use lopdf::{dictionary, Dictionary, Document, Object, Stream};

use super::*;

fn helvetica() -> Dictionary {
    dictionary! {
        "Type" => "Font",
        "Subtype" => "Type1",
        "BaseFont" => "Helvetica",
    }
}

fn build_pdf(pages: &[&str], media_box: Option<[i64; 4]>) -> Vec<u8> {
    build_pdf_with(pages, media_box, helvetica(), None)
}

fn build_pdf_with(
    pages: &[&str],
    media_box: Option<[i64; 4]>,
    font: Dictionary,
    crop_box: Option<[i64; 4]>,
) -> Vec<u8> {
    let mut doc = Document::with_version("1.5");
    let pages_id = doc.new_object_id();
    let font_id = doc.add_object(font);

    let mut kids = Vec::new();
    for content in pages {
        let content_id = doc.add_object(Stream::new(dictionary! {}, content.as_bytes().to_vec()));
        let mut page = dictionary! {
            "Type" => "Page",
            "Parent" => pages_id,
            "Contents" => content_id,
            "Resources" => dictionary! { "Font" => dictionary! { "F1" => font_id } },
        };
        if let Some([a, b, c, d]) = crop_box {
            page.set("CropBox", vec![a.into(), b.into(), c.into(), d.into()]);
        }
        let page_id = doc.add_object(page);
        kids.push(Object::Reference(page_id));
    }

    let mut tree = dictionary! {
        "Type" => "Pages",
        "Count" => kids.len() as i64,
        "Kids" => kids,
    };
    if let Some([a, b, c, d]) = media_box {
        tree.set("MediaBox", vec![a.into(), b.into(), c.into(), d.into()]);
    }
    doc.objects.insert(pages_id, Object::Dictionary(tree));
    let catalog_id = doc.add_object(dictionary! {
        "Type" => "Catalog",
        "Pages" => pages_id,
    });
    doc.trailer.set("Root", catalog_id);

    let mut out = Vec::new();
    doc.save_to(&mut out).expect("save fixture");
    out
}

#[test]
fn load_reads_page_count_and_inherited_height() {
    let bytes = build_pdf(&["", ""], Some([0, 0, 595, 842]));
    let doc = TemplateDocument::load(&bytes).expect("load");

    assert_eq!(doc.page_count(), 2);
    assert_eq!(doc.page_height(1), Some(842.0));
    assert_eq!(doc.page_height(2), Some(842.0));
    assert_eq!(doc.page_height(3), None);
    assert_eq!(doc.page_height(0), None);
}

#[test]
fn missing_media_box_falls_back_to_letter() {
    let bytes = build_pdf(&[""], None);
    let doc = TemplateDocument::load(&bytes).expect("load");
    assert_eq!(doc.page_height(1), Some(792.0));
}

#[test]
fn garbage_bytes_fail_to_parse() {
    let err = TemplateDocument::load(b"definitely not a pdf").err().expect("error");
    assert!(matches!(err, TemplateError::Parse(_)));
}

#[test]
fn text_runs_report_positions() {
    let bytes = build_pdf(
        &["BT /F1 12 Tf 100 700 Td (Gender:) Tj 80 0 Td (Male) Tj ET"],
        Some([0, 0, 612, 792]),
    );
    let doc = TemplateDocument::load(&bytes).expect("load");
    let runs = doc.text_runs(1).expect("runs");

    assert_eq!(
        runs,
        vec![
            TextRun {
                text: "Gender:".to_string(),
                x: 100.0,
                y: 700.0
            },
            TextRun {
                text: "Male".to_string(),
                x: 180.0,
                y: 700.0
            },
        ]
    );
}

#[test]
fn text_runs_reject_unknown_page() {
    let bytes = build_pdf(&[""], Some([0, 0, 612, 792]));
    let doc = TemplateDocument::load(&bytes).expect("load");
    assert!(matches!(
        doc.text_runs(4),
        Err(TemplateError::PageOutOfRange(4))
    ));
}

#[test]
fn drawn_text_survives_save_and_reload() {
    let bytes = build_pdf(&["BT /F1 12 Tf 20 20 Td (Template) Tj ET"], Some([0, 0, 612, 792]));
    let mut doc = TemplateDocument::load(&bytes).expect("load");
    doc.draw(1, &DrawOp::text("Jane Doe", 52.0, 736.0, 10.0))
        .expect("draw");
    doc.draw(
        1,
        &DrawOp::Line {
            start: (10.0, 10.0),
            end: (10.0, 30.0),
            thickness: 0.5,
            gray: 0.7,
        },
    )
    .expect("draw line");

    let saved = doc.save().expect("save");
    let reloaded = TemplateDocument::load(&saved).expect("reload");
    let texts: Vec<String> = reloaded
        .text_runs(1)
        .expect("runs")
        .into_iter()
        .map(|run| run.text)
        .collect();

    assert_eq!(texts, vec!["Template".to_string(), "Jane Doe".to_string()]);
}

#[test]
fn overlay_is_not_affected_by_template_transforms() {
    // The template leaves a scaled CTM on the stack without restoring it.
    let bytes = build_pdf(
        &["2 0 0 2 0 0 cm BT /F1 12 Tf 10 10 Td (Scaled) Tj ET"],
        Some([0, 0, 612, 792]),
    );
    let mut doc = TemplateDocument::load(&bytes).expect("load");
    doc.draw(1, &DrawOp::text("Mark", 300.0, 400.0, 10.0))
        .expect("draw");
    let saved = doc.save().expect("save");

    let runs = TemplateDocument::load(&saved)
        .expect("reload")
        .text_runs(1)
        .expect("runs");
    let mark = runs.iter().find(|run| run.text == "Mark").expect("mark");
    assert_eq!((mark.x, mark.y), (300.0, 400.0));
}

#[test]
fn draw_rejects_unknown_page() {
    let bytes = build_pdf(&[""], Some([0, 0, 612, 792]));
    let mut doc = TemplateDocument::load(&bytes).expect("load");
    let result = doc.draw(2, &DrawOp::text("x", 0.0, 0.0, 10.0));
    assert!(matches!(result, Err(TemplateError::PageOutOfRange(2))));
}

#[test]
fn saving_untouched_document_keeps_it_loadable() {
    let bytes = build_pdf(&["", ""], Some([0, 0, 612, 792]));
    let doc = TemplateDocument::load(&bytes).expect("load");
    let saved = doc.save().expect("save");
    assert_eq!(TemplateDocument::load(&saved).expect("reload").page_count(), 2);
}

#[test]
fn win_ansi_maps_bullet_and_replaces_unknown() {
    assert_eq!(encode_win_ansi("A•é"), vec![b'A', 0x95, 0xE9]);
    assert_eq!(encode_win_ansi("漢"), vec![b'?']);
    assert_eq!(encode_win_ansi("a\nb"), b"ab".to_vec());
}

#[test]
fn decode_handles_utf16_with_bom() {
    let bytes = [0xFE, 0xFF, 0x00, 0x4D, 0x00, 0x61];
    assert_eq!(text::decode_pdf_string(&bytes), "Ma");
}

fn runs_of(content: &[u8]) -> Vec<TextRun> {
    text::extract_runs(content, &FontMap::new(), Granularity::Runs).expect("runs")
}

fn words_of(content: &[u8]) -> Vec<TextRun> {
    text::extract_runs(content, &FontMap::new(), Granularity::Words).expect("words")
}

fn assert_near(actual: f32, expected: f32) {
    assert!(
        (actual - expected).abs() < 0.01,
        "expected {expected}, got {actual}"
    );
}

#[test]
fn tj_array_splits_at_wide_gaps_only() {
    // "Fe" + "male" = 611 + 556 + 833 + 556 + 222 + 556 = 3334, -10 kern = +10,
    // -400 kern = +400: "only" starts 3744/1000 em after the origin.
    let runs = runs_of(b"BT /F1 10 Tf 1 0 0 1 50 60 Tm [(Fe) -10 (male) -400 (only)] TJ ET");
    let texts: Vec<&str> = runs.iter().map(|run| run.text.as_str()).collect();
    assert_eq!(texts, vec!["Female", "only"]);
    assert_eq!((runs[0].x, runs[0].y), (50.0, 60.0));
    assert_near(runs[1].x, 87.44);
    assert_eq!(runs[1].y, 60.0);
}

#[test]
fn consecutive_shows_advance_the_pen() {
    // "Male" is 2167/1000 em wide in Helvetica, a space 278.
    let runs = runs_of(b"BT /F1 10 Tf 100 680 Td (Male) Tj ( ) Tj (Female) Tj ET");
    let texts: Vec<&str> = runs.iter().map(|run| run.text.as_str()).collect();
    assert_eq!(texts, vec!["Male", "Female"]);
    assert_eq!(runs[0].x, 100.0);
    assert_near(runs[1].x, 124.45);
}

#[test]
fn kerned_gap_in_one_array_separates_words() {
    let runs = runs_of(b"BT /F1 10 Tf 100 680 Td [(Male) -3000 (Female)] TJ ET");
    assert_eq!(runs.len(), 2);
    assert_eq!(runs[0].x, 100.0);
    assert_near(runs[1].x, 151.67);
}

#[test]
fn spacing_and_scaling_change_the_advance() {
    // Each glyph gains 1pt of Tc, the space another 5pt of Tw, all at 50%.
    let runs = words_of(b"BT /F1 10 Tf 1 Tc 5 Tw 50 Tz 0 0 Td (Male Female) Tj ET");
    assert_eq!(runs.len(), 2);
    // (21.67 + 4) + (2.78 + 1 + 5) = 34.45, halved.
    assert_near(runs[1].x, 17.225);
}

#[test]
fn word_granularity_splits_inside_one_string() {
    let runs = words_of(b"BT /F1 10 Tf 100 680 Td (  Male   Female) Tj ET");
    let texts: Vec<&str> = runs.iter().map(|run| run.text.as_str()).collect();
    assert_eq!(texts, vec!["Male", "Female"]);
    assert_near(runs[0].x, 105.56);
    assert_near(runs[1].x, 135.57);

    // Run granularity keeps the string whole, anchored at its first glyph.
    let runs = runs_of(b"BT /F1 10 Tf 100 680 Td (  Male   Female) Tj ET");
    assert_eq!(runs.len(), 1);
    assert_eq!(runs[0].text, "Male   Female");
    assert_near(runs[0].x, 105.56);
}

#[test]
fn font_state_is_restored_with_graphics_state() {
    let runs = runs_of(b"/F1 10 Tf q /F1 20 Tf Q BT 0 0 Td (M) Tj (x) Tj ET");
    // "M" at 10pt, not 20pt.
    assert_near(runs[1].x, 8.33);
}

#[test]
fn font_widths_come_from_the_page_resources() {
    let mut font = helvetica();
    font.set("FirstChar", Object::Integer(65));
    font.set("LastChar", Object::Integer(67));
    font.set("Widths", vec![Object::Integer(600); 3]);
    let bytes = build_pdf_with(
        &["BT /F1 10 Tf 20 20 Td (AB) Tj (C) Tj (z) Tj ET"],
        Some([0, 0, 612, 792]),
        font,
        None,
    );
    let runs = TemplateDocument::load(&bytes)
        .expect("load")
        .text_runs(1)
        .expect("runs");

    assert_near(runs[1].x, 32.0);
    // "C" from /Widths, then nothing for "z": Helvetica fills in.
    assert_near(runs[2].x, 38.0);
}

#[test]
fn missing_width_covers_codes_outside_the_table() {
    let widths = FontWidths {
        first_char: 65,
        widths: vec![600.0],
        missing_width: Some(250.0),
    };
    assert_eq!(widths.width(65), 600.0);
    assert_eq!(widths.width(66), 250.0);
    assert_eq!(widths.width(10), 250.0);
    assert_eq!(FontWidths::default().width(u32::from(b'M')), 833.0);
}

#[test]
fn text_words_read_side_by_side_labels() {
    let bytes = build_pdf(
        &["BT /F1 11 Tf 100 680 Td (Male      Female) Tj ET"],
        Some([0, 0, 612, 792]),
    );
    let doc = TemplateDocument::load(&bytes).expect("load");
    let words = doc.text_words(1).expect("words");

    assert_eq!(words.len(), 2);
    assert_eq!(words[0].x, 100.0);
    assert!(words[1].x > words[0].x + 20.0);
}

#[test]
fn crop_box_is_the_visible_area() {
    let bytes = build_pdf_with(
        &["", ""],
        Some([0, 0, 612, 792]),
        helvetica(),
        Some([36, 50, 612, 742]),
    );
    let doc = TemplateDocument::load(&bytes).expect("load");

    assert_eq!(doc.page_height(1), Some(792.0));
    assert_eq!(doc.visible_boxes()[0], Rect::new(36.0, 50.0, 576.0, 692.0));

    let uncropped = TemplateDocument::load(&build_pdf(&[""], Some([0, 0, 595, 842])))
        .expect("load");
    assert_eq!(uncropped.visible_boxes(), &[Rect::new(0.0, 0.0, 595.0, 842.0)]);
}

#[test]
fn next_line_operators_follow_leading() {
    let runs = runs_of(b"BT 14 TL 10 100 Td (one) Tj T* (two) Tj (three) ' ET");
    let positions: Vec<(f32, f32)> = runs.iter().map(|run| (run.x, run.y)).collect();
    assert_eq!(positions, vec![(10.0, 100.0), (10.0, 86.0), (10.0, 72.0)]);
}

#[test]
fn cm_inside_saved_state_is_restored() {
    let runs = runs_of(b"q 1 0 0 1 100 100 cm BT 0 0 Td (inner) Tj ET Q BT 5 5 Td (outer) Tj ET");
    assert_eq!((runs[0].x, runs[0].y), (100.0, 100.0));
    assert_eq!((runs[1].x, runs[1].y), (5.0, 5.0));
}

========================================================================

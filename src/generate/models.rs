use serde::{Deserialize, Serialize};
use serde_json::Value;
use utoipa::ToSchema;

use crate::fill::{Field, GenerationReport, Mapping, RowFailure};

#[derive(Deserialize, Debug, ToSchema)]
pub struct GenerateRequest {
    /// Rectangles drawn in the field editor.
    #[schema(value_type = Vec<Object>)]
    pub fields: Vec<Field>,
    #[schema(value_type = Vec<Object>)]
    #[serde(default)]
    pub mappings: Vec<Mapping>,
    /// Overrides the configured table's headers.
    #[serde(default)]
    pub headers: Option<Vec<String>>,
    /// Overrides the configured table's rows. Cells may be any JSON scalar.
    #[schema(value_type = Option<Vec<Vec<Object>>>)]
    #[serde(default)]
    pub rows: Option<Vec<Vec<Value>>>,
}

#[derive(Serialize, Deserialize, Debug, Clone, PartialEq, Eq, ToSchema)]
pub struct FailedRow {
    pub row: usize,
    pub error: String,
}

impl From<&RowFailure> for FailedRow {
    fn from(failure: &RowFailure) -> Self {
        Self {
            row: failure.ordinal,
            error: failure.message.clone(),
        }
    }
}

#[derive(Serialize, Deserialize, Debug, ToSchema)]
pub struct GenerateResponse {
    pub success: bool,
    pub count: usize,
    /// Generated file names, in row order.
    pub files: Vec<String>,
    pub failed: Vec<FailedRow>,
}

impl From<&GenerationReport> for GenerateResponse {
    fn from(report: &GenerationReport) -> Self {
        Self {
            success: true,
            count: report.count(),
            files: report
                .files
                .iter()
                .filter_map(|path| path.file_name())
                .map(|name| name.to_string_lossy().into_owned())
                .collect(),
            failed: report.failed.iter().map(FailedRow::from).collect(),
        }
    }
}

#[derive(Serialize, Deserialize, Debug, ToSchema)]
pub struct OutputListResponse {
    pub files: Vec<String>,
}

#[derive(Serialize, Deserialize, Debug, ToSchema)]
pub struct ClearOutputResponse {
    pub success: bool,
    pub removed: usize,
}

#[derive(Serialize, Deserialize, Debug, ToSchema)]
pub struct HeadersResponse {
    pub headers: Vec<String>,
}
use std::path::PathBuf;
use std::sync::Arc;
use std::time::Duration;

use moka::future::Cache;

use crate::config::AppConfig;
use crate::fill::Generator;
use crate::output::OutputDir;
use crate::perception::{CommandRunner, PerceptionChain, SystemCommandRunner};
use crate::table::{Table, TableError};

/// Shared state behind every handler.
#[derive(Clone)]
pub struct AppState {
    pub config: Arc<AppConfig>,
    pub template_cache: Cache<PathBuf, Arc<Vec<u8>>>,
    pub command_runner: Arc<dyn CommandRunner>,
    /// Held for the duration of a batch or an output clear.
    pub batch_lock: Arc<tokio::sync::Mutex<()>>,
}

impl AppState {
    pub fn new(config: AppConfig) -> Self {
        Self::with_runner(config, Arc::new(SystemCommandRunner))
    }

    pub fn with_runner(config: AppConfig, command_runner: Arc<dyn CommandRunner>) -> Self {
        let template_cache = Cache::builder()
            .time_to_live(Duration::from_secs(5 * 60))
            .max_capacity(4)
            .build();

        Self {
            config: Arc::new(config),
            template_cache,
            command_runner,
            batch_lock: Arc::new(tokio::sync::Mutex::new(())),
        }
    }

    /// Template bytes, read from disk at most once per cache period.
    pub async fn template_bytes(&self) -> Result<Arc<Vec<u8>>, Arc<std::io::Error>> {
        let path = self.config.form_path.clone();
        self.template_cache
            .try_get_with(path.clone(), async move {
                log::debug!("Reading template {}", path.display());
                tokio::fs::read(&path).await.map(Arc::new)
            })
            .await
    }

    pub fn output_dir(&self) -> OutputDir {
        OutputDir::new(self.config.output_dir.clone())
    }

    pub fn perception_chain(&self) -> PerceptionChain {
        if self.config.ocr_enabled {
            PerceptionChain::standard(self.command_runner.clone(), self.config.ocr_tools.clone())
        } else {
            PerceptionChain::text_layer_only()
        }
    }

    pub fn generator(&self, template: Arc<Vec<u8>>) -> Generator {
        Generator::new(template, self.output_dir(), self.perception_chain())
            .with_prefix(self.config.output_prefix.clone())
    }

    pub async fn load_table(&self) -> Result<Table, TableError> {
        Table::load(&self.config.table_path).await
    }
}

========================================================================

PROBLEM TO WORK ON. Among the lines in the material above, some may hold "Overrides". State how many do, and add nothing.

RESPONSE. 2